Data for analysis ->
┄┄┄┄┄┄
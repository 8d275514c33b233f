use std::path::PathBuf;

use clap::Parser;

#[derive(Parser)]
#[command(about = "Create mock load test results for trying out the visualiser", long_about = None)]
pub struct CliArgs {
    /// Directory to write `results.csv` and `summary.json` to.
    #[arg(default_value = "results/sample")]
    pub output_dir: PathBuf,

    /// Number of requests to generate.
    #[arg(long, default_value_t = 1000)]
    pub count: usize,

    /// Milliseconds between consecutive requests.
    #[arg(long, default_value_t = 60)]
    pub interval_ms: u32,

    /// Seed for the random number generator. A fresh seed is used if not set.
    #[arg(long, env = "SAMPLE_DATA_SEED")]
    pub seed: Option<u64>,

    /// Configuration label recorded in the summary.
    #[arg(
        long,
        default_value = "Leader-Follower W=5 R=1 (10% writes, 90% reads) - SAMPLE DATA"
    )]
    pub config: String,
}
┄┄┄┄┄┄
Description of the task ->
All lines of the entries containing the string "PathBuf" must be shown in full.

Response area ->
use std::path::PathBuf;
    pub output_dir: PathBuf,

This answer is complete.